Incidentally, love the username. ;) http://xkcd.com/327/ It should be getting quoted-printabled ... Running the username with a sample address through MailAddress's formatting gives: =?UTF-8?Q?X"=20onclick=3D"alert('XSS');"=20title=3D"y?= <foo@bar> I suspect it's the semicolon that gives the problem; if there's a '.' or ',' we wrap the whole bit in additional quotes, but not for semicolon. I'll do some tests.
This actually sends through fine on my dev machine's default mailer. Someone'll probably want to check error logs, I'm not sure what's in use in production atm.
If you want to look into the error logs, I tried it when I created the account 4. Aug 2011 11:34 UTC (in als.wikipedia), just before my first report (in de.wikipedia) and again just now.
Note that I did some work on UserMailer.php — I'm not sure it would have changed the behavior between trunk and 1.17, but it could have. Did you test trunk, Brion?

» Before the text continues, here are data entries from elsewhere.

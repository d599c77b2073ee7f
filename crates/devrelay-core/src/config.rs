//! Relay configuration.
//!
//! Settings are resolved in three layers: built-in defaults, an optional TOML
//! file, then environment overrides. The result is validated once before the
//! daemon starts so that runtime code never sees a nonsensical value.

use std::path::{Path, PathBuf};
use std::time::Duration;

use serde::{Deserialize, Serialize};
use thiserror::Error;
use tracing::debug;

use crate::device::DeviceId;

/// Placeholder substituted with the device id in the upstream command.
pub const DEVICE_PLACEHOLDER: &str = "{device}";

/// Environment variable overriding the socket path.
pub const SOCKET_ENV: &str = "DEVRELAY_SOCKET";

/// Environment variable overriding the mirror directory.
pub const MIRROR_DIR_ENV: &str = "DEVRELAY_MIRROR_DIR";

/// Default Unix socket path.
pub const DEFAULT_SOCKET_PATH: &str = "/tmp/devrelay.sock";

/// Default number of lines retained per device.
pub const DEFAULT_RING_CAPACITY: usize = 1000;

/// Default batch interval in milliseconds.
pub const DEFAULT_BATCH_INTERVAL_MS: u64 = 100;

/// Default per-consumer byte threshold (5 MiB).
pub const DEFAULT_CONSUMER_MAX_BYTES: usize = 5 * 1024 * 1024;

/// Default per-consumer queued message threshold.
pub const DEFAULT_CONSUMER_MAX_MESSAGES: usize = 1024;

/// Daemon configuration.
///
/// Every field has a default, so an empty TOML file is a valid configuration.
#[derive(Debug, Clone, PartialEq, Eq, Serialize, Deserialize)]
#[serde(default, deny_unknown_fields)]
pub struct RelayConfig {
    /// Path of the Unix socket viewers connect to.
    pub socket_path: PathBuf,

    /// Lines retained per device for backlog delivery.
    pub ring_capacity: usize,

    /// Interval between batch deliveries, in milliseconds.
    pub batch_interval_ms: u64,

    /// Bytes a consumer may have queued before batches are dropped for it.
    pub consumer_max_bytes: usize,

    /// Messages a consumer may have queued before batches are dropped for it.
    pub consumer_max_messages: usize,

    /// Upstream command line; `{device}` is replaced with the device id.
    pub command: Vec<String>,

    /// Directory for append-only per-device mirrors. Disabled when unset.
    pub mirror_dir: Option<PathBuf>,

    /// Time between SIGTERM and SIGKILL when stopping an upstream process.
    pub stop_grace_ms: u64,

    /// Maximum number of concurrently active device sessions.
    pub max_sessions: usize,

    /// Longest line kept intact; longer unterminated runs are split.
    pub max_line_bytes: usize,
}

impl Default for RelayConfig {
    fn default() -> Self {
        Self {
            socket_path: PathBuf::from(DEFAULT_SOCKET_PATH),
            ring_capacity: DEFAULT_RING_CAPACITY,
            batch_interval_ms: DEFAULT_BATCH_INTERVAL_MS,
            consumer_max_bytes: DEFAULT_CONSUMER_MAX_BYTES,
            consumer_max_messages: DEFAULT_CONSUMER_MAX_MESSAGES,
            command: vec![
                "idevicesyslog".to_string(),
                "-u".to_string(),
                DEVICE_PLACEHOLDER.to_string(),
            ],
            mirror_dir: None,
            stop_grace_ms: 2000,
            max_sessions: 64,
            max_line_bytes: 64 * 1024,
        }
    }
}

impl RelayConfig {
    /// Returns the default config file location (`<config_dir>/devrelay/config.toml`).
    pub fn default_path() -> Option<PathBuf> {
        dirs::config_dir().map(|dir| dir.join("devrelay").join("config.toml"))
    }

    /// Loads configuration from `path`, or from the default location.
    ///
    /// An explicit path must exist. The default location is optional; when it
    /// is missing the built-in defaults are used. Environment overrides are
    /// applied and the result is validated.
    pub fn load(path: Option<&Path>) -> Result<Self, ConfigError> {
        let mut config = match path {
            Some(p) => Self::from_file(p)?,
            None => match Self::default_path() {
                Some(p) if p.exists() => Self::from_file(&p)?,
                _ => {
                    debug!("No config file found, using defaults");
                    Self::default()
                }
            },
        };

        config.apply_env_overrides(|key| std::env::var(key).ok());
        config.validate()?;
        Ok(config)
    }

    /// Reads and parses a TOML file without validating it.
    pub fn from_file(path: &Path) -> Result<Self, ConfigError> {
        let contents = std::fs::read_to_string(path).map_err(|e| ConfigError::Read {
            path: path.to_path_buf(),
            error: e.to_string(),
        })?;

        let config = Self::from_toml_str(&contents).map_err(|e| match e {
            ConfigError::Parse { error, .. } => ConfigError::Parse {
                path: Some(path.to_path_buf()),
                error,
            },
            other => other,
        })?;

        debug!(path = %path.display(), "Loaded config file");
        Ok(config)
    }

    /// Parses TOML text without validating it.
    pub fn from_toml_str(contents: &str) -> Result<Self, ConfigError> {
        toml::from_str(contents).map_err(|e| ConfigError::Parse {
            path: None,
            error: e.to_string(),
        })
    }

    /// Applies environment overrides using the given lookup function.
    ///
    /// Empty values are ignored.
    pub fn apply_env_overrides<F>(&mut self, lookup: F)
    where
        F: Fn(&str) -> Option<String>,
    {
        if let Some(socket) = lookup(SOCKET_ENV).filter(|v| !v.is_empty()) {
            self.socket_path = PathBuf::from(socket);
        }
        if let Some(dir) = lookup(MIRROR_DIR_ENV).filter(|v| !v.is_empty()) {
            self.mirror_dir = Some(PathBuf::from(dir));
        }
    }

    /// Checks that every value is usable at runtime.
    pub fn validate(&self) -> Result<(), ConfigError> {
        if self.batch_interval_ms == 0 {
            return Err(ConfigError::invalid("batch_interval_ms", "must be at least 1"));
        }
        if self.consumer_max_bytes == 0 {
            return Err(ConfigError::invalid("consumer_max_bytes", "must be greater than 0"));
        }
        if self.consumer_max_messages == 0 {
            return Err(ConfigError::invalid(
                "consumer_max_messages",
                "must be greater than 0",
            ));
        }
        if self.max_sessions == 0 {
            return Err(ConfigError::invalid("max_sessions", "must be greater than 0"));
        }
        if self.max_line_bytes == 0 {
            return Err(ConfigError::invalid("max_line_bytes", "must be greater than 0"));
        }
        match self.command.first() {
            None => return Err(ConfigError::invalid("command", "must not be empty")),
            Some(program) if program.trim().is_empty() => {
                return Err(ConfigError::invalid("command", "program must not be blank"));
            }
            Some(_) => {}
        }
        Ok(())
    }

    /// Batch interval as a `Duration`.
    pub fn batch_interval(&self) -> Duration {
        Duration::from_millis(self.batch_interval_ms)
    }

    /// Stop grace period as a `Duration`.
    pub fn stop_grace(&self) -> Duration {
        Duration::from_millis(self.stop_grace_ms)
    }

    /// Returns the upstream argv for a device, placeholders substituted.
    pub fn command_for(&self, device_id: &DeviceId) -> Vec<String> {
        self.command
            .iter()
            .map(|arg| arg.replace(DEVICE_PLACEHOLDER, device_id.as_str()))
            .collect()
    }

    /// Returns the mirror file path for a device, if mirroring is enabled.
    pub fn mirror_path_for(&self, device_id: &DeviceId) -> Option<PathBuf> {
        self.mirror_dir
            .as_ref()
            .map(|dir| dir.join(format!("{}.log", device_id.file_stem())))
    }
}

/// Errors raised while loading configuration.
#[derive(Error, Debug, Clone, PartialEq, Eq)]
pub enum ConfigError {
    #[error("Failed to read config {path}: {error}")]
    Read { path: PathBuf, error: String },

    #[error("Failed to parse config{}: {error}", path.as_ref().map(|p| format!(" {}", p.display())).unwrap_or_default())]
    Parse { path: Option<PathBuf>, error: String },

    #[error("Invalid config value for {field}: {reason}")]
    Invalid { field: String, reason: String },
}

impl ConfigError {
    fn invalid(field: &str, reason: &str) -> Self {
        Self::Invalid {
            field: field.to_string(),
            reason: reason.to_string(),
        }
    }
}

(In reply to comment #4) > Note that I did some work on UserMailer.php — I'm not sure it would > have changed the behavior between trunk and 1.17, but it could have. No, that didn't fix the bug, I can still reproduce now with 1.19.
Hi, I have received on OTRS a mail from an user complaining for this same error. He wants to reset his password and he gets allways this error (in French): Erreur lors de l'envoi du courriel : Erreur inconnue dans la fonction mail() de PHP. (Error sending the mail: Unknown error in PHP's mail() function.) Ticket OTRS 2012090910012075 User mail address: christophe.moustier@free.fr Someone can check this issue? Thanks!

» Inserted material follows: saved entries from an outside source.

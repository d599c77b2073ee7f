//! devrelay viewer - client library
//!
//! This library provides what a viewer needs to follow a device's log
//! through the relay daemon.
//!
//! # Architecture
//!
//! 1. **`client`**: connects to the daemon socket, performs the handshake and
//!    attaches to a device
//! 2. **`view`**: per-viewer state (line numbering, retained history, drop
//!    counters) built from the daemon's messages
//! 3. **`error`**: `ClientError` and the crate `Result` alias
//!
//! Tailing respects a shared `CancellationToken` for graceful shutdown.

pub mod client;
pub mod error;
pub mod view;

// Re-export commonly used types
pub use client::{ClientConfig, RelayClient, TailCommand, TailEnd};
pub use error::{ClientError, Result};
pub use view::{View, ViewEvent, ViewLine};
//! devrelay daemon - device log sessions and viewer fan-out
//!
//! This binary runs the relay: it launches a log tool per device on demand,
//! batches its lines and streams them to every attached viewer.
//!
//! # Usage
//!
//! ```bash
//! # Start the daemon (foreground)
//! devrelayd start
//!
//! # Start the daemon (background/daemonized) with a config file
//! devrelayd start -d --config ~/.config/devrelay/config.toml
//!
//! # Stop the daemon
//! devrelayd stop
//!
//! # Check daemon status
//! devrelayd status
//! ```

use std::fs::{self, File};
use std::io::{Read, Write};
use std::path::{Path, PathBuf};
use std::process;

use anyhow::{bail, Context, Result};
use clap::{Parser, Subcommand};
use tokio_util::sync::CancellationToken;
use tracing::{error, info};
use tracing_subscriber::EnvFilter;

use devrelay_core::RelayConfig;
use devrelayd::fanout::ConsumerLimits;
use devrelayd::monitor::spawn_monitor_task;
use devrelayd::registry::spawn_registry;
use devrelayd::server::DaemonServer;

/// devrelay daemon - live device log relay
#[derive(Parser, Debug)]
#[command(name = "devrelayd", version, about)]
struct Args {
    #[command(subcommand)]
    command: Option<Command>,
}

#[derive(Subcommand, Debug)]
enum Command {
    /// Start the daemon
    Start {
        /// Run as a background daemon (fork to background)
        #[arg(short = 'd', long)]
        daemon: bool,

        /// Config file (defaults to <config dir>/devrelay/config.toml)
        #[arg(short, long)]
        config: Option<PathBuf>,
    },
    /// Stop the running daemon
    Stop,
    /// Show daemon status
    Status {
        /// Config file used to locate the socket
        #[arg(short, long)]
        config: Option<PathBuf>,
    },
}

fn state_dir() -> PathBuf {
    dirs::state_dir()
        .unwrap_or_else(|| PathBuf::from("/tmp"))
        .join("devrelay")
}

fn pid_file_path() -> PathBuf {
    state_dir().join("devrelayd.pid")
}

fn log_file_path() -> PathBuf {
    state_dir().join("devrelayd.log")
}

fn read_pid() -> Option<u32> {
    let mut file = File::open(pid_file_path()).ok()?;
    let mut contents = String::new();
    file.read_to_string(&mut contents).ok()?;
    contents.trim().parse().ok()
}

fn write_pid() -> Result<()> {
    let path = pid_file_path();
    if let Some(parent) = path.parent() {
        fs::create_dir_all(parent).context("Failed to create state directory")?;
    }
    let mut file = File::create(&path).context("Failed to create PID file")?;
    write!(file, "{}", process::id()).context("Failed to write PID")?;
    Ok(())
}

fn remove_pid_file() {
    let _ = fs::remove_file(pid_file_path());
}

fn is_process_running(pid: u32) -> bool {
    // SAFETY: signal 0 performs the permission and existence check only
    unsafe { libc::kill(pid as libc::pid_t, 0) == 0 }
}

fn is_daemon_running() -> Option<u32> {
    if let Some(pid) = read_pid() {
        if is_process_running(pid) {
            return Some(pid);
        }
        remove_pid_file();
    }
    None
}

fn stop_daemon(pid: u32) -> Result<()> {
    // SAFETY: kill(2) has no memory-safety preconditions
    let result = unsafe { libc::kill(pid as libc::pid_t, libc::SIGTERM) };
    if result != 0 {
        bail!("Failed to send SIGTERM to process {pid}");
    }
    Ok(())
}

fn load_config(path: Option<&Path>) -> Result<RelayConfig> {
    RelayConfig::load(path).context("Failed to load configuration")
}

fn main() -> Result<()> {
    let args = Args::parse();

    let command = args.command.unwrap_or(Command::Start {
        daemon: false,
        config: None,
    });

    match command {
        Command::Start { daemon, config } => {
            // Fail before forking so config errors reach the terminal
            let config = load_config(config.as_deref())?;

            if let Some(pid) = is_daemon_running() {
                eprintln!("Daemon is already running (PID {pid})");
                eprintln!("Use 'devrelayd stop' to stop it first.");
                process::exit(1);
            }

            if daemon {
                daemonize()?;
            }

            write_pid()?;

            let result = run_daemon(config);

            remove_pid_file();

            result
        }
        Command::Stop => {
            if let Some(pid) = is_daemon_running() {
                println!("Stopping daemon (PID {pid})...");
                stop_daemon(pid)?;

                for _ in 0..50 {
                    if !is_process_running(pid) {
                        println!("Daemon stopped.");
                        return Ok(());
                    }
                    std::thread::sleep(std::time::Duration::from_millis(100));
                }

                eprintln!("Daemon did not stop within 5 seconds.");
                process::exit(1);
            } else {
                println!("Daemon is not running.");
                Ok(())
            }
        }
        Command::Status { config } => {
            if let Some(pid) = is_daemon_running() {
                println!("Daemon is running (PID {pid})");

                let config = load_config(config.as_deref())?;
                if config.socket_path.exists() {
                    println!("Socket: {}", config.socket_path.display());
                }
                if let Some(dir) = &config.mirror_dir {
                    println!("Mirror dir: {}", dir.display());
                }

                Ok(())
            } else {
                println!("Daemon is not running.");
                process::exit(1);
            }
        }
    }
}

fn daemonize() -> Result<()> {
    use daemonize::Daemonize;

    let log_path = log_file_path();

    if let Some(parent) = log_path.parent() {
        fs::create_dir_all(parent).context("Failed to create log directory")?;
    }

    let stdout = File::create(&log_path).context("Failed to create log file for stdout")?;
    let stderr = stdout
        .try_clone()
        .context("Failed to create log file for stderr")?;

    let daemonize = Daemonize::new()
        .working_directory("/")
        .stdout(stdout)
        .stderr(stderr);

    daemonize.start().context("Failed to daemonize")?;

    Ok(())
}

#[tokio::main]
async fn run_daemon(config: RelayConfig) -> Result<()> {
    tracing_subscriber::fmt()
        .with_env_filter(
            EnvFilter::from_default_env()
                .add_directive("devrelayd=info".parse()?)
                .add_directive("devrelay_core=info".parse()?)
                .add_directive("devrelay_protocol=info".parse()?),
        )
        .init();

    info!(
        version = env!("CARGO_PKG_VERSION"),
        pid = process::id(),
        "devrelay daemon starting"
    );
    info!(
        command = ?config.command,
        ring_capacity = config.ring_capacity,
        batch_interval_ms = config.batch_interval_ms,
        mirror_dir = ?config.mirror_dir,
        "Configuration loaded"
    );

    let cancel_token = CancellationToken::new();

    let shutdown_token = cancel_token.clone();
    tokio::spawn(async move {
        if let Err(e) = wait_for_shutdown_signal().await {
            error!(error = %e, "Error waiting for shutdown signal");
        }
        info!("Shutdown signal received");
        shutdown_token.cancel();
    });

    let socket_path = config.socket_path.clone();
    let limits = ConsumerLimits::from_config(&config);

    let registry = spawn_registry(config);
    info!("Session registry started");

    let _monitor_handle = spawn_monitor_task(registry.clone(), cancel_token.clone());
    info!("Process monitor started");

    let server = DaemonServer::new(socket_path.clone(), registry, cancel_token)
        .with_consumer_limits(limits);

    info!(socket = %socket_path.display(), "Starting server");

    if let Err(e) = server.run().await {
        error!(error = %e, "Server error");
        return Err(e.into());
    }

    info!("devrelay daemon stopped");
    Ok(())
}

async fn wait_for_shutdown_signal() -> Result<()> {
    use tokio::signal::unix::{signal, SignalKind};

    let mut sigterm = signal(SignalKind::terminate())?;
    let mut sigint = signal(SignalKind::interrupt())?;

    tokio::select! {
        _ = sigterm.recv() => {
            info!("Received SIGTERM");
        }
        _ = sigint.recv() => {
            info!("Received SIGINT");
        }
    }

    Ok(())
}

(In reply to comment #5) > No, that didn't fix the bug, I can still reproduce now with 1.19. http://www.mwusers.com/forums/showthread.php?18000-Error-sending-confirmation-Email states there was a fix in 1.18.1. However the error message is so generic that I can imagine many reasons why this fails (and that the two affected users who commented here might have different problems with the same outcome). For the records, a similar report without a solution is https://jira.toolserver.org/browse/TS-1243
This happened again on de.wikipedia, for a user with a @ in his name. After he was renamed (necessary for SUL anyway) he was able to verify his email address. As according to http://tools.ietf.org/html/rfc2045#page-19 it is perfectly fine to encode characters even when not needed, MediaWiki should just escape everything in the user name that could cause troubles, and only leave ASCII letters and numbers alone.